§ **DATA SHOWN**:
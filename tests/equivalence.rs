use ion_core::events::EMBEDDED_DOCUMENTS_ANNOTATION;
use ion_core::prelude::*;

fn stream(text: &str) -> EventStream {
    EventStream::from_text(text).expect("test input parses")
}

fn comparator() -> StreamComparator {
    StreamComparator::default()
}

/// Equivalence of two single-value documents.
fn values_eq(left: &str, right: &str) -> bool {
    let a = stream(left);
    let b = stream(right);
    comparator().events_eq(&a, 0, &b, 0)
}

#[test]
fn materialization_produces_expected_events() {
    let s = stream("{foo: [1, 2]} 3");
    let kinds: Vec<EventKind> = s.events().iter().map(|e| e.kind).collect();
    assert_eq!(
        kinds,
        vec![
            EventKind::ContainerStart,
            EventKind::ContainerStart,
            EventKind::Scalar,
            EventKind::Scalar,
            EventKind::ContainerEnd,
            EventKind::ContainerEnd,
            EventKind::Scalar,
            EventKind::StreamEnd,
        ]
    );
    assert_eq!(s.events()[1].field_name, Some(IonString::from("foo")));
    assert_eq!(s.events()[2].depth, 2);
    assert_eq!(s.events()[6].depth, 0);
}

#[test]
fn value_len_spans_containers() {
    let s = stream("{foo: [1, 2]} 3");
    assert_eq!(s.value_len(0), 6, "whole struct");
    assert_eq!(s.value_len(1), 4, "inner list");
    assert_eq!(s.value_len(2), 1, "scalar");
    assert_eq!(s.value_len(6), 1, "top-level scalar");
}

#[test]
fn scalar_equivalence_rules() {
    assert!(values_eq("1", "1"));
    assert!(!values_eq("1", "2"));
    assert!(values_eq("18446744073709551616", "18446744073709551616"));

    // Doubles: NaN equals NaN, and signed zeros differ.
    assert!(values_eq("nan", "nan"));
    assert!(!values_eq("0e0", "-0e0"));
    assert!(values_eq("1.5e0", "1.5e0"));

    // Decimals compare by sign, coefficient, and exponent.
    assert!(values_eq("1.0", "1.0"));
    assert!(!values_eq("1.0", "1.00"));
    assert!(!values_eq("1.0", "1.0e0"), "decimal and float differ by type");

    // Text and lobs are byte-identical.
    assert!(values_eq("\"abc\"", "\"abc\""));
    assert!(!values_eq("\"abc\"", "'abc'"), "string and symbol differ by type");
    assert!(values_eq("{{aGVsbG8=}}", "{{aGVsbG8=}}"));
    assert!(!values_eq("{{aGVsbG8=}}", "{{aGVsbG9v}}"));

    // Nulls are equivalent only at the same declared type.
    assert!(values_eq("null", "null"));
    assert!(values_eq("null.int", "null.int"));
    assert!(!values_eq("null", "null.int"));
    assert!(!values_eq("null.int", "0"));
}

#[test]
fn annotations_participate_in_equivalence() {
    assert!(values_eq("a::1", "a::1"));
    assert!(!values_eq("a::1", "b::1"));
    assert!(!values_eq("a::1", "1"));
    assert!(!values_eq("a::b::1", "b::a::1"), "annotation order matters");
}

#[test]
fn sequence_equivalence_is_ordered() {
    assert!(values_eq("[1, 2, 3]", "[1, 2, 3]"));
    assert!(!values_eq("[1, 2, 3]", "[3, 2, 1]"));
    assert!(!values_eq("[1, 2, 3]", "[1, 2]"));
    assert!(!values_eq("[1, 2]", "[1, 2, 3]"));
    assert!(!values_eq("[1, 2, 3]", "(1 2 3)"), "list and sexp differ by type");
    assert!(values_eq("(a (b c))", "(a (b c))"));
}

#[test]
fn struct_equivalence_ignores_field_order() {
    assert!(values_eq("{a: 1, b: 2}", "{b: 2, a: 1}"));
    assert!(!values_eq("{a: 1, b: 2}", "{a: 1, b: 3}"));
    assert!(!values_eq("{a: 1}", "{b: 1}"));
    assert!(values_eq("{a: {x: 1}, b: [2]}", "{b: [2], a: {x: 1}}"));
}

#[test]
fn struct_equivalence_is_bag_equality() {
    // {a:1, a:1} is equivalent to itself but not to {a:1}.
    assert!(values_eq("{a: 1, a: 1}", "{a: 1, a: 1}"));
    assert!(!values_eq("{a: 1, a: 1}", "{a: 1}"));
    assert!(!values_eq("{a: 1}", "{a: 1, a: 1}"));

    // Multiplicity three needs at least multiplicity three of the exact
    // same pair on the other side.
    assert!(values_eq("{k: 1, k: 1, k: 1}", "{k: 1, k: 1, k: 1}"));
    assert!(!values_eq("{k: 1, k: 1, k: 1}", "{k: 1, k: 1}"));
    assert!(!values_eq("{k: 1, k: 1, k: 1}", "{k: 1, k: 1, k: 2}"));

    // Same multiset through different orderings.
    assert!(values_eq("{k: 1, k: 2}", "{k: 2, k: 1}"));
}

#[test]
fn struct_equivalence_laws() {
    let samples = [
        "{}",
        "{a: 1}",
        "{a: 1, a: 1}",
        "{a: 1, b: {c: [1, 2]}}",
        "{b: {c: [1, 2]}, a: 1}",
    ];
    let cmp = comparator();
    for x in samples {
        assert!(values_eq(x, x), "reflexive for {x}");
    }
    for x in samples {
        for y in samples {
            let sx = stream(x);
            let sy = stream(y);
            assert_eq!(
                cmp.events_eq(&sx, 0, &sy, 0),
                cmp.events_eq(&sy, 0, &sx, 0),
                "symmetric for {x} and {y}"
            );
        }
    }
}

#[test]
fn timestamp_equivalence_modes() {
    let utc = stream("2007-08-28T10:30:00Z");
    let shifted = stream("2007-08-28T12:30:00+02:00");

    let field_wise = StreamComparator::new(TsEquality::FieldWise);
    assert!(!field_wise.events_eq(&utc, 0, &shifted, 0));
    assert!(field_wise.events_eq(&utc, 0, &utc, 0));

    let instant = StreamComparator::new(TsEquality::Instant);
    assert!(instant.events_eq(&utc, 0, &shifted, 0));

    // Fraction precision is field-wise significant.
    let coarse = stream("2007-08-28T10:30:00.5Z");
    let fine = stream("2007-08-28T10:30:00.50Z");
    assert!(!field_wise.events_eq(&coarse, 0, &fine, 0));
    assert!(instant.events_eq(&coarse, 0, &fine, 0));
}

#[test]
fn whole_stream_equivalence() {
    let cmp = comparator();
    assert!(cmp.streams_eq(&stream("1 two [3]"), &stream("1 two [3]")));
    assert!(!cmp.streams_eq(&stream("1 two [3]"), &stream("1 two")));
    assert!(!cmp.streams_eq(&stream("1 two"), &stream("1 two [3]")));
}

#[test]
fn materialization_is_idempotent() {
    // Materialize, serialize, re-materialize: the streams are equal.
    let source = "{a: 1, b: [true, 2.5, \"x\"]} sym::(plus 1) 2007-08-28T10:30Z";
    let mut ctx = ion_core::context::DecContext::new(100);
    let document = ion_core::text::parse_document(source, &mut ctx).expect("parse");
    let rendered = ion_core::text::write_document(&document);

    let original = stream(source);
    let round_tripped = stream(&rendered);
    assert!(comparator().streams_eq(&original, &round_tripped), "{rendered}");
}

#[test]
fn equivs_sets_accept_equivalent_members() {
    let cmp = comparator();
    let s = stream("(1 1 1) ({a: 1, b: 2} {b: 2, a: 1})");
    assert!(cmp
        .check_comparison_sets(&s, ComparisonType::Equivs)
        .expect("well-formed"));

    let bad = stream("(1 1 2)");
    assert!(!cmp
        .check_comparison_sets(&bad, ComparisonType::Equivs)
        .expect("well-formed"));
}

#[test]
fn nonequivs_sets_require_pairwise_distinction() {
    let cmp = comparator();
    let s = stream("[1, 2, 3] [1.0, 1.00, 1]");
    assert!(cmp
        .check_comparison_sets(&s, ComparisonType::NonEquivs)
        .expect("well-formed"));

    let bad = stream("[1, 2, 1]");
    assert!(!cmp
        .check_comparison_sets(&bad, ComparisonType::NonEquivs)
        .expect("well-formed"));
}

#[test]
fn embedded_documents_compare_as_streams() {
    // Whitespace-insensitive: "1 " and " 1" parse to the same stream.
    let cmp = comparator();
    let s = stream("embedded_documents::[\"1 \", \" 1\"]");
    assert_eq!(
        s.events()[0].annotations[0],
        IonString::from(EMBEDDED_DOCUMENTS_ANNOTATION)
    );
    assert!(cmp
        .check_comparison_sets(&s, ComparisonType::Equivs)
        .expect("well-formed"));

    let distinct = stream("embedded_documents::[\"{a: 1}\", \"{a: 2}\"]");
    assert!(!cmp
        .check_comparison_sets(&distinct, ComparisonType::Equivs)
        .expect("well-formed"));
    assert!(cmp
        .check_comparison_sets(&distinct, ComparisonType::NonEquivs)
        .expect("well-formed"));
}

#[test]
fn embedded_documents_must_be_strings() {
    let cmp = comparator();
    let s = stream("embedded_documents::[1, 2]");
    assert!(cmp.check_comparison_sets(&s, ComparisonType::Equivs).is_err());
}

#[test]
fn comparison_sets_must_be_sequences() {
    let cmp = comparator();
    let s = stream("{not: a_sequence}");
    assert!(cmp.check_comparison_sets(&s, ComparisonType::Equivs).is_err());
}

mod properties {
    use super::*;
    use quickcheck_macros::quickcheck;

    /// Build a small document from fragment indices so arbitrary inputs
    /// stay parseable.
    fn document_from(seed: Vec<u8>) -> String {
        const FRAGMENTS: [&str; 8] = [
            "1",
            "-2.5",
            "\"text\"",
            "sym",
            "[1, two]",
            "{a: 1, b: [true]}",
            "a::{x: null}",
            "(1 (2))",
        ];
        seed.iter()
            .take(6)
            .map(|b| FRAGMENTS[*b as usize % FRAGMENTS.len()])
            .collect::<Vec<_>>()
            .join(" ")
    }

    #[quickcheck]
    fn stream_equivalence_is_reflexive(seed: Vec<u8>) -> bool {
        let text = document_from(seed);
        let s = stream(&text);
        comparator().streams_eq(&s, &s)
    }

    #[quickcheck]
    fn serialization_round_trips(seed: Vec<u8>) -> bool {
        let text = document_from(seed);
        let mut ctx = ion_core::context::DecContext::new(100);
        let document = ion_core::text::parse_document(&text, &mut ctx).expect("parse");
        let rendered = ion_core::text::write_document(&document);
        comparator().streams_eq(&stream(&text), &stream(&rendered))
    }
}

§ **TASK TO COMPLETE**: As listed above, the lines from the line with "so arbitrary inputs" to the line with "fn serialization_round_trips(seed: Vec<u8>)" are to be echoed exactly, with both ends included and nothing added.

§ **OUTPUT OF THE TASK**:
    /// Build a small document from fragment indices so arbitrary inputs
    /// stay parseable.
    fn document_from(seed: Vec<u8>) -> String {
        const FRAGMENTS: [&str; 8] = [
            "1",
            "-2.5",
            "\"text\"",
            "sym",
            "[1, two]",
            "{a: 1, b: [true]}",
            "a::{x: null}",
            "(1 (2))",
        ];
        seed.iter()
            .take(6)
            .map(|b| FRAGMENTS[*b as usize % FRAGMENTS.len()])
            .collect::<Vec<_>>()
            .join(" ")
    }

    #[quickcheck]
    fn stream_equivalence_is_reflexive(seed: Vec<u8>) -> bool {
        let text = document_from(seed);
        let s = stream(&text);
        comparator().streams_eq(&s, &s)
    }

    #[quickcheck]
    fn serialization_round_trips(seed: Vec<u8>) -> bool {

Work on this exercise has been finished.